Sara Gutzewitz, who suffered a tear requiring 140 stitches during birth, does not want to launch a witch hunt against the midwife who delivered her baby - she wants the system fixed.

Charges of alleged professional misconduct relating to Otago midwife Jan Scherp's care for Gutzewitz in 2010 were dismissed at a Health Practitioners Disciplinary Tribunal hearing last week. An appeal against the decision has not been ruled out but more important to Gutzewitz is the midwifery system itself. She says midwives are wedded to a healthcare philosophy that has them at odds with obstetricians.

"There is too much discretion on an independent midwife," Gutzewitz said.

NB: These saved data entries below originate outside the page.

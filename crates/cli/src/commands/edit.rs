// SPDX-License-Identifier: MIT
// Copyright (c) 2026 Alfred Jean LLC

use finetrack_core::{FinePatch, FineStatus};

use crate::cli::EditArgs;
use crate::display::short_id;
use crate::error::Result;
use crate::service::FineService;
use crate::sync::Remote;
use crate::validate::{
    parse_date, validate_amount, validate_and_trim_description, validate_and_trim_title,
    validate_optional_field, validate_patch,
};

use super::{resolve_ids_for_update, resolve_in};

/// Turn `edit` flags into a patch. Fails when no flag was given.
pub fn build_patch(args: &EditArgs) -> Result<FinePatch> {
    let patch = FinePatch {
        fine_type: args.fine_type,
        title: args
            .title
            .as_deref()
            .map(validate_and_trim_title)
            .transpose()?,
        description: args
            .description
            .as_deref()
            .map(validate_and_trim_description)
            .transpose()?,
        amount: args.amount.map(validate_amount).transpose()?,
        issue_date: args.issued.as_deref().map(parse_date).transpose()?,
        due_date: args.due.as_deref().map(parse_date).transpose()?,
        status: args.status,
        reference_number: detail(
            "Reference",
            args.details.reference.as_deref(),
            args.clear_reference,
        )?,
        location: detail("Location", args.details.location.as_deref(), args.clear_location)?,
        vehicle_reg: detail("Vehicle", args.details.vehicle.as_deref(), args.clear_vehicle)?,
        payment_link: detail(
            "Payment link",
            args.details.payment_link.as_deref(),
            args.clear_payment_link,
        )?,
    };
    validate_patch(&patch)?;
    Ok(patch)
}

/// `None` leaves the field alone, `Some(None)` clears it. A blank value
/// also clears.
fn detail(field: &'static str, value: Option<&str>, clear: bool) -> Result<Option<Option<String>>> {
    if clear {
        return Ok(Some(None));
    }
    value
        .map(|value| validate_optional_field(field, value))
        .transpose()
}

pub async fn run<R: Remote>(service: &FineService<R>, id: &str, args: &EditArgs) -> Result<()> {
    let patch = build_patch(args)?;
    let fines = service.working_fines().await?;
    let id = resolve_in(&fines, id)?;
    let fine = service.update_fine(&id, patch).await?;
    println!("Updated {}: {}", short_id(&fine.id), fine.title);
    Ok(())
}

/// Mark each fine as paid. Ids are resolved up front so that a bad id
/// changes nothing.
pub async fn pay<R: Remote>(service: &FineService<R>, ids: &[String]) -> Result<()> {
    for id in resolve_ids_for_update(service, ids).await? {
        let fine = service
            .update_fine(&id, FinePatch::status(FineStatus::Paid))
            .await?;
        println!("Paid {}: {}", short_id(&fine.id), fine.title);
    }
    Ok(())
}

#[cfg(test)]
#[path = "edit_tests.rs"]
mod tests;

"They go through the same amount of training as a nurse. The difference with a nurse is she is practising around her peers every day. Midwives are independent, on their own, and their ideals can come into it far too much."

Women needed more balanced information on the risks of birth, including more input from obstetricians, she said.

"Obstetricians and midwives haven't just parted ways. They've drifted further and further apart."


However, NZ College of Midwives chief executive Karen Guilliland said New Zealand has one of the safest maternity systems in the world because it is led by midwives.

Scherp was "investigated, heard and exonerated" based on evidence, she said. "This is the same natural justice available to all people accused of negligence regardless of their discipline," she said.

"It is difficult to see why this is not seen as accountability when it is the same process and system for all health professionals."

Tanya Crosswell, who almost died as the result of a blood clot that was missed by a midwife in 2003, complained about her midwife, who was found not at fault. She felt the midwife wasn't properly investigated. "I don't think they're disciplined at all. I think the Tribunal is there to back them [midwives] up. I have lost my faith in the medical system."

Jenn Hooper, who founded Action to Improve Maternity (AIM), disputed the college's comments. The latest allegations expose more flaws in the system, including a lack of transparency, she said.

"What the hell does someone actually have to do to be held accountable? The whole thing is rotten to the core. I completely believe there is more wrong with our system than right."

AIM is lobbying for an independent inquiry into the maternity sector and wants a database that lists infant mortality cases, so expectant mothers know a midwife's history.

Obstetricians last week also signalled support for change, saying The Lead Maternity Carer model was "unworkable", according to an article published in the Australian and New Zealand Journal of Obstetrics and Gynaecology.

Researcher Dr Dawn Miller, a senior health lecturer at Otago University, interviewed 23 obstetricians, including 13 who had left the field.

"If you give midwives a job that is inhumane, like a 24-hour call, seven days a week, most of them tend to burn out or get sick," one participating doctor said.

The research recommended a shared model of care where doctors and midwives work together to make clinical decisions, especially in emergencies. But the College of Midwives said the findings did not accurately represent GPs or the midwifery profession. Guilliland said there was no evidence burnout was an issue.

A Ministry of Health maternity spokeswoman said she was confident in the midwife-led system, but accepted GPs were leaving maternity care.

Infant mortality rates were at an all-time low in 2012. A total of 256 deaths in under one-year-olds were registered, down from 290 in 2011, Statistics NZ figures show.